*Stored data*:
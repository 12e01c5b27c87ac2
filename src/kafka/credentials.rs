//! Turn a caller's bearer token and a connection profile into the settings
//! of a kafka client.
//!
//! Nothing here touches the network. A malformed profile is passed through
//! as is and surfaces later as a connection failure.
use crate::conf::{ConnectionProfile, SaslMechanism};

use std::error::Error;
use std::fmt;

use rdkafka::client::{ClientContext, OAuthToken};
use rdkafka::config::{ClientConfig, RDKafkaLogLevel};
use rdkafka::consumer::ConsumerContext;
use tracing::trace;

// librdkafka wants an expiry for every token. The broker decides whether the
// token is still valid; this only controls when librdkafka would ask again.
const TOKEN_LIFETIME_MS: i64 = 60 * 60 * 1000;

/// An opaque, short-lived credential proving the caller's identity.
#[derive(Clone, PartialEq, Eq)]
pub struct BearerToken(String);

impl BearerToken {
    pub fn new(token: impl Into<String>) -> Self {
        BearerToken(token.into())
    }

    pub fn as_str(&self) -> &str {
        &self.0
    }
}

impl fmt::Debug for BearerToken {
    fn fmt(&self, f: &mut fmt::Formatter<'_>) -> fmt::Result {
        f.write_str("BearerToken(<redacted>)")
    }
}

/// The SASL part of a client configuration.
#[derive(Clone, PartialEq, Eq)]
pub enum SaslConfig {
    /// Hand the bearer token to the broker, unmodified.
    OAuthBearer { token: BearerToken },
    /// Static username/password for PLAIN and SCRAM.
    Credentials {
        mechanism: SaslMechanism,
        username: String,
        password: String,
    },
}

impl SaslConfig {
    pub fn mechanism(&self) -> SaslMechanism {
        match self {
            Self::OAuthBearer { .. } => SaslMechanism::OAuthBearer,
            Self::Credentials { mechanism, .. } => *mechanism,
        }
    }
}

impl fmt::Debug for SaslConfig {
    fn fmt(&self, f: &mut fmt::Formatter<'_>) -> fmt::Result {
        match self {
            Self::OAuthBearer { token } => f
                .debug_struct("OAuthBearer")
                .field("token", token)
                .finish(),
            Self::Credentials {
                mechanism,
                username,
                ..
            } => f
                .debug_struct("Credentials")
                .field("mechanism", mechanism)
                .field("username", username)
                .field("password", &"<redacted>")
                .finish(),
        }
    }
}

/// Everything needed to build a kafka client for one caller.
#[derive(Debug, Clone, PartialEq, Eq)]
pub struct BrokerClientConfig {
    pub bootstrap_servers: String,
    pub use_tls: bool,
    pub client_id: String,
    pub sasl: SaslConfig,
}

/// Build the client configuration for `bearer_token` and `profile`.
///
/// For `oauthbearer` the token is the credential; for the other mechanisms
/// the profile's username/password are used (empty when unset) and the token
/// is dropped.
pub fn build_client_config(bearer_token: &str, profile: &ConnectionProfile) -> BrokerClientConfig {
    let sasl = match profile.auth_mechanism {
        SaslMechanism::OAuthBearer => SaslConfig::OAuthBearer {
            token: BearerToken::new(bearer_token),
        },
        mechanism @ (SaslMechanism::Plain
        | SaslMechanism::ScramSha256
        | SaslMechanism::ScramSha512) => SaslConfig::Credentials {
            mechanism,
            username: profile.username.clone().unwrap_or_default(),
            password: profile.password.clone().unwrap_or_default(),
        },
    };
    BrokerClientConfig {
        bootstrap_servers: profile.bootstrap_servers(),
        use_tls: profile.use_tls,
        client_id: profile.client_id.clone(),
        sasl,
    }
}

impl BrokerClientConfig {
    pub fn security_protocol(&self) -> &'static str {
        if self.use_tls {
            "SASL_SSL"
        } else {
            "SASL_PLAINTEXT"
        }
    }

    /// The librdkafka properties shared by every session role.
    pub fn to_client_config(&self) -> ClientConfig {
        let mut client_config = ClientConfig::new();
        client_config
            // Uncomment the following to get logs from kafka (RUST_LOG doesn't work):
            // .set("debug", "broker,security")
            .set("bootstrap.servers", &self.bootstrap_servers)
            .set("client.id", &self.client_id)
            .set("security.protocol", self.security_protocol())
            .set("sasl.mechanisms", self.sasl.mechanism().librdkafka_name())
            .set_log_level(RDKafkaLogLevel::Error);

        if let SaslConfig::Credentials {
            username, password, ..
        } = &self.sasl
        {
            client_config
                .set("sasl.username", username)
                .set("sasl.password", password);
        }
        client_config
    }

    /// The client context handing the bearer token to librdkafka.
    pub fn context(&self) -> GatewayClientContext {
        let token = match &self.sasl {
            SaslConfig::OAuthBearer { token } => Some(token.clone()),
            SaslConfig::Credentials { .. } => None,
        };
        GatewayClientContext {
            token,
            principal_name: self.client_id.clone(),
        }
    }
}

/// Client context shared by the admin, consumer and producer roles.
///
/// Its token provider is one-shot: it always returns the token it was built
/// with and never fetches or refreshes one itself.
pub struct GatewayClientContext {
    token: Option<BearerToken>,
    principal_name: String,
}

impl ClientContext for GatewayClientContext {
    const ENABLE_REFRESH_OAUTH_TOKEN: bool = true;

    fn generate_oauth_token(
        &self,
        _oauthbearer_config: Option<&str>,
    ) -> Result<OAuthToken, Box<dyn Error>> {
        let token = self
            .token
            .as_ref()
            .ok_or("no bearer token configured for OAUTHBEARER")?;
        trace!(principal = %self.principal_name, "handing bearer token to librdkafka");
        Ok(OAuthToken {
            token: token.as_str().to_string(),
            principal_name: self.principal_name.clone(),
            lifetime_ms: chrono::Utc::now().timestamp_millis() + TOKEN_LIFETIME_MS,
        })
    }
}

impl ConsumerContext for GatewayClientContext {}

*PROBLEM TO WORK ON*: Would you reproduce every record above exactly as it appears?

*RESULT OF THIS TASK*:
repository 12e01c5b27c87ac2
filename src/kafka/credentials.rs
//! Turn a caller's bearer token and a connection profile into the settings
//! of a kafka client.
//!
//! Nothing here touches the network. A malformed profile is passed through
//! as is and surfaces later as a connection failure.
use crate::conf::{ConnectionProfile, SaslMechanism};

use std::error::Error;
use std::fmt;

use rdkafka::client::{ClientContext, OAuthToken};
use rdkafka::config::{ClientConfig, RDKafkaLogLevel};
use rdkafka::consumer::ConsumerContext;
use tracing::trace;

// librdkafka wants an expiry for every token. The broker decides whether the
// token is still valid; this only controls when librdkafka would ask again.
const TOKEN_LIFETIME_MS: i64 = 60 * 60 * 1000;

/// An opaque, short-lived credential proving the caller's identity.
#[derive(Clone, PartialEq, Eq)]
pub struct BearerToken(String);

impl BearerToken {
    pub fn new(token: impl Into<String>) -> Self {
        BearerToken(token.into())
    }

    pub fn as_str(&self) -> &str {
        &self.0
    }
}

impl fmt::Debug for BearerToken {
    fn fmt(&self, f: &mut fmt::Formatter<'_>) -> fmt::Result {
        f.write_str("BearerToken(<redacted>)")
    }
}

/// The SASL part of a client configuration.
#[derive(Clone, PartialEq, Eq)]
pub enum SaslConfig {
    /// Hand the bearer token to the broker, unmodified.
    OAuthBearer { token: BearerToken },
    /// Static username/password for PLAIN and SCRAM.
    Credentials {
        mechanism: SaslMechanism,
        username: String,
        password: String,
    },
}

impl SaslConfig {
    pub fn mechanism(&self) -> SaslMechanism {
        match self {
            Self::OAuthBearer { .. } => SaslMechanism::OAuthBearer,
            Self::Credentials { mechanism, .. } => *mechanism,
        }
    }
}

impl fmt::Debug for SaslConfig {
    fn fmt(&self, f: &mut fmt::Formatter<'_>) -> fmt::Result {
        match self {
            Self::OAuthBearer { token } => f
                .debug_struct("OAuthBearer")
                .field("token", token)
                .finish(),
            Self::Credentials {
                mechanism,
                username,
                ..
            } => f
                .debug_struct("Credentials")
                .field("mechanism", mechanism)
                .field("username", username)
                .field("password", &"<redacted>")
                .finish(),
        }
    }
}

/// Everything needed to build a kafka client for one caller.
#[derive(Debug, Clone, PartialEq, Eq)]
pub struct BrokerClientConfig {
    pub bootstrap_servers: String,
    pub use_tls: bool,
    pub client_id: String,
    pub sasl: SaslConfig,
}

/// Build the client configuration for `bearer_token` and `profile`.
///
/// For `oauthbearer` the token is the credential; for the other mechanisms
/// the profile's username/password are used (empty when unset) and the token
/// is dropped.
pub fn build_client_config(bearer_token: &str, profile: &ConnectionProfile) -> BrokerClientConfig {
    let sasl = match profile.auth_mechanism {
        SaslMechanism::OAuthBearer => SaslConfig::OAuthBearer {
            token: BearerToken::new(bearer_token),
        },
        mechanism @ (SaslMechanism::Plain
        | SaslMechanism::ScramSha256
        | SaslMechanism::ScramSha512) => SaslConfig::Credentials {
            mechanism,
            username: profile.username.clone().unwrap_or_default(),
            password: profile.password.clone().unwrap_or_default(),
        },
    };
    BrokerClientConfig {
        bootstrap_servers: profile.bootstrap_servers(),
        use_tls: profile.use_tls,
        client_id: profile.client_id.clone(),
        sasl,
    }
}

impl BrokerClientConfig {
    pub fn security_protocol(&self) -> &'static str {
        if self.use_tls {
            "SASL_SSL"
        } else {
            "SASL_PLAINTEXT"
        }
    }

    /// The librdkafka properties shared by every session role.
    pub fn to_client_config(&self) -> ClientConfig {
        let mut client_config = ClientConfig::new();
        client_config
            // Uncomment the following to get logs from kafka (RUST_LOG doesn't work):
            // .set("debug", "broker,security")
            .set("bootstrap.servers", &self.bootstrap_servers)
            .set("client.id", &self.client_id)
            .set("security.protocol", self.security_protocol())
            .set("sasl.mechanisms", self.sasl.mechanism().librdkafka_name())
            .set_log_level(RDKafkaLogLevel::Error);

        if let SaslConfig::Credentials {
            username, password, ..
        } = &self.sasl
        {
            client_config
                .set("sasl.username", username)
                .set("sasl.password", password);
        }
        client_config
    }

    /// The client context handing the bearer token to librdkafka.
    pub fn context(&self) -> GatewayClientContext {
        let token = match &self.sasl {
            SaslConfig::OAuthBearer { token } => Some(token.clone()),
            SaslConfig::Credentials { .. } => None,
        };
        GatewayClientContext {
            token,
            principal_name: self.client_id.clone(),
        }
    }
}

/// Client context shared by the admin, consumer and producer roles.
///
/// Its token provider is one-shot: it always returns the token it was built
/// with and never fetches or refreshes one itself.
pub struct GatewayClientContext {
    token: Option<BearerToken>,
    principal_name: String,
}

impl ClientContext for GatewayClientContext {
    const ENABLE_REFRESH_OAUTH_TOKEN: bool = true;

    fn generate_oauth_token(
        &self,
        _oauthbearer_config: Option<&str>,
    ) -> Result<OAuthToken, Box<dyn Error>> {
        let token = self
            .token
            .as_ref()
            .ok_or("no bearer token configured for OAUTHBEARER")?;
        trace!(principal = %self.principal_name, "handing bearer token to librdkafka");
        Ok(OAuthToken {
            token: token.as_str().to_string(),
            principal_name: self.principal_name.clone(),
            lifetime_ms: chrono::Utc::now().timestamp_millis() + TOKEN_LIFETIME_MS,
        })
    }
}

impl ConsumerContext for GatewayClientContext {}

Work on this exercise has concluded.